╭─ Material shown

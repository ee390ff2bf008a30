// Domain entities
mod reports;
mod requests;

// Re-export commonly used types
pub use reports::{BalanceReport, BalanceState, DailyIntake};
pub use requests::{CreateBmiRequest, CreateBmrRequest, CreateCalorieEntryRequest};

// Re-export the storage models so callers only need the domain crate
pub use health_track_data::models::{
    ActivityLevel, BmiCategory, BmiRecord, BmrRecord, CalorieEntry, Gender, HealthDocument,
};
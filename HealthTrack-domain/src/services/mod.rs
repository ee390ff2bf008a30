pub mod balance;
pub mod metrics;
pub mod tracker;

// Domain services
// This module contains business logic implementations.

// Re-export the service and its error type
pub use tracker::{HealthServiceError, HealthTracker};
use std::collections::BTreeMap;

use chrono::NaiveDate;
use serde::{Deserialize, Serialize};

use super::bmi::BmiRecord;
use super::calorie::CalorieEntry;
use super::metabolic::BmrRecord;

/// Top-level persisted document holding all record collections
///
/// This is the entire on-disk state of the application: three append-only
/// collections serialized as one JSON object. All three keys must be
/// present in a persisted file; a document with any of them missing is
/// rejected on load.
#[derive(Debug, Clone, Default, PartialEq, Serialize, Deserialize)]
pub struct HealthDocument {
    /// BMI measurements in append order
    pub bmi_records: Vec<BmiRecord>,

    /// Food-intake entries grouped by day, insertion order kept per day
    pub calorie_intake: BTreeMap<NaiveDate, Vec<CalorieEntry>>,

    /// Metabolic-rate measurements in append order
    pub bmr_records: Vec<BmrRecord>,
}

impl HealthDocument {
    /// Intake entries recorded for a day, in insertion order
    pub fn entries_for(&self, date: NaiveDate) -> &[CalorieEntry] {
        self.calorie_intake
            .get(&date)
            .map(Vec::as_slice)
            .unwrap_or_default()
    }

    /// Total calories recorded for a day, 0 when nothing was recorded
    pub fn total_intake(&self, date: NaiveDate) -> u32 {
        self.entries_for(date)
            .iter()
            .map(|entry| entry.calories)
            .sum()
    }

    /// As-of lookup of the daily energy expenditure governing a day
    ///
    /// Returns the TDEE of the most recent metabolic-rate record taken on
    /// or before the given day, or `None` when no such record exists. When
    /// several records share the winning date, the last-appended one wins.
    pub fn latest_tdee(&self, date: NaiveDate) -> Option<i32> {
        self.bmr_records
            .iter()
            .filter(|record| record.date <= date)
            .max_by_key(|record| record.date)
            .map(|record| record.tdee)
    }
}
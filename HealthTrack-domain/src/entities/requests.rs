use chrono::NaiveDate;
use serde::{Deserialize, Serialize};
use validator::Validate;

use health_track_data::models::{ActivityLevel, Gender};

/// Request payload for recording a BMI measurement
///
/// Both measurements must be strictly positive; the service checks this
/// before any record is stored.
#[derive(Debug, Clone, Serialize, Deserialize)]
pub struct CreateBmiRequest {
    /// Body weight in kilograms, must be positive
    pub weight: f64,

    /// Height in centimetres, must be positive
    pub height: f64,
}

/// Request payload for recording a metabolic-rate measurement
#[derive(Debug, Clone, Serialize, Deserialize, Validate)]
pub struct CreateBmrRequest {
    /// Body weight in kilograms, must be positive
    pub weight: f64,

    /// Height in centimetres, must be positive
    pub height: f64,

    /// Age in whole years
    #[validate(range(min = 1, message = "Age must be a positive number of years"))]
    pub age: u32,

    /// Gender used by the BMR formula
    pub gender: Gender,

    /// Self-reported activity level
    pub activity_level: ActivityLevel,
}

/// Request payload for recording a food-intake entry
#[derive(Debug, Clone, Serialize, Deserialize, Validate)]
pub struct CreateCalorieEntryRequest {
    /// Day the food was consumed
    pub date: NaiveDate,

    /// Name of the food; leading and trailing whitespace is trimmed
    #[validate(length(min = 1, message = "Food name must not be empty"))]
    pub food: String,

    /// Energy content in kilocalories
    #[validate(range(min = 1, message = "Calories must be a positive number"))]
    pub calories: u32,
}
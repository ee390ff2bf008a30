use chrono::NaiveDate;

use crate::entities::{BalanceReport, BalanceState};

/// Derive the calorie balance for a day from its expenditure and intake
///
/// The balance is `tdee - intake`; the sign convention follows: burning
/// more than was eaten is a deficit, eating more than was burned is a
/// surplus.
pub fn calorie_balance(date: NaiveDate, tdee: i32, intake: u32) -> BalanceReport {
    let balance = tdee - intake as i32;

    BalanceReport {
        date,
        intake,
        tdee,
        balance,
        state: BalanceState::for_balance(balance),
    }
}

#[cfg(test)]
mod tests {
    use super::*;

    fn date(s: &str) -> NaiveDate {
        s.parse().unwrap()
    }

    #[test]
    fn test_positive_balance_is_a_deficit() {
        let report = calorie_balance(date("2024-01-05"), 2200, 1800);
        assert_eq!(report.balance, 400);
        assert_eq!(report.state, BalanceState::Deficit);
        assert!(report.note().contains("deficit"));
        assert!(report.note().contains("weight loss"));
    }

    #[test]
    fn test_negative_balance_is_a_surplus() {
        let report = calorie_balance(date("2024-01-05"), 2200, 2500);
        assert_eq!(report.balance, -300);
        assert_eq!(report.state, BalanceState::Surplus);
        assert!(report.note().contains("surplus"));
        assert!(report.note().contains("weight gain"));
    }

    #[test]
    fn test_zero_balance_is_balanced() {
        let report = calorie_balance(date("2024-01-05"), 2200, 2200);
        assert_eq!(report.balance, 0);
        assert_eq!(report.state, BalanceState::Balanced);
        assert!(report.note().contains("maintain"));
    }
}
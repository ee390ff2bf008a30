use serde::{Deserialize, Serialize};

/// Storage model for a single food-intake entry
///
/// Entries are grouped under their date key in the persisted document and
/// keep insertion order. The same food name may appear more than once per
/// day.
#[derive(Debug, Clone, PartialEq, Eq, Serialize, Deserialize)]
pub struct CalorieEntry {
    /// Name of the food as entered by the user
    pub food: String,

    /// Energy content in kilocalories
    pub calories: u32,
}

╰─

Exercise: Of the lines above, output exactly those from the line bearing "Metabolic-rate measurements in append order" through the line bearing "nothing was recorded", inclusive.

Task response:
    /// Metabolic-rate measurements in append order
    pub bmr_records: Vec<BmrRecord>,
}

impl HealthDocument {
    /// Intake entries recorded for a day, in insertion order
    pub fn entries_for(&self, date: NaiveDate) -> &[CalorieEntry] {
        self.calorie_intake
            .get(&date)
            .map(Vec::as_slice)
            .unwrap_or_default()
    }

    /// Total calories recorded for a day, 0 when nothing was recorded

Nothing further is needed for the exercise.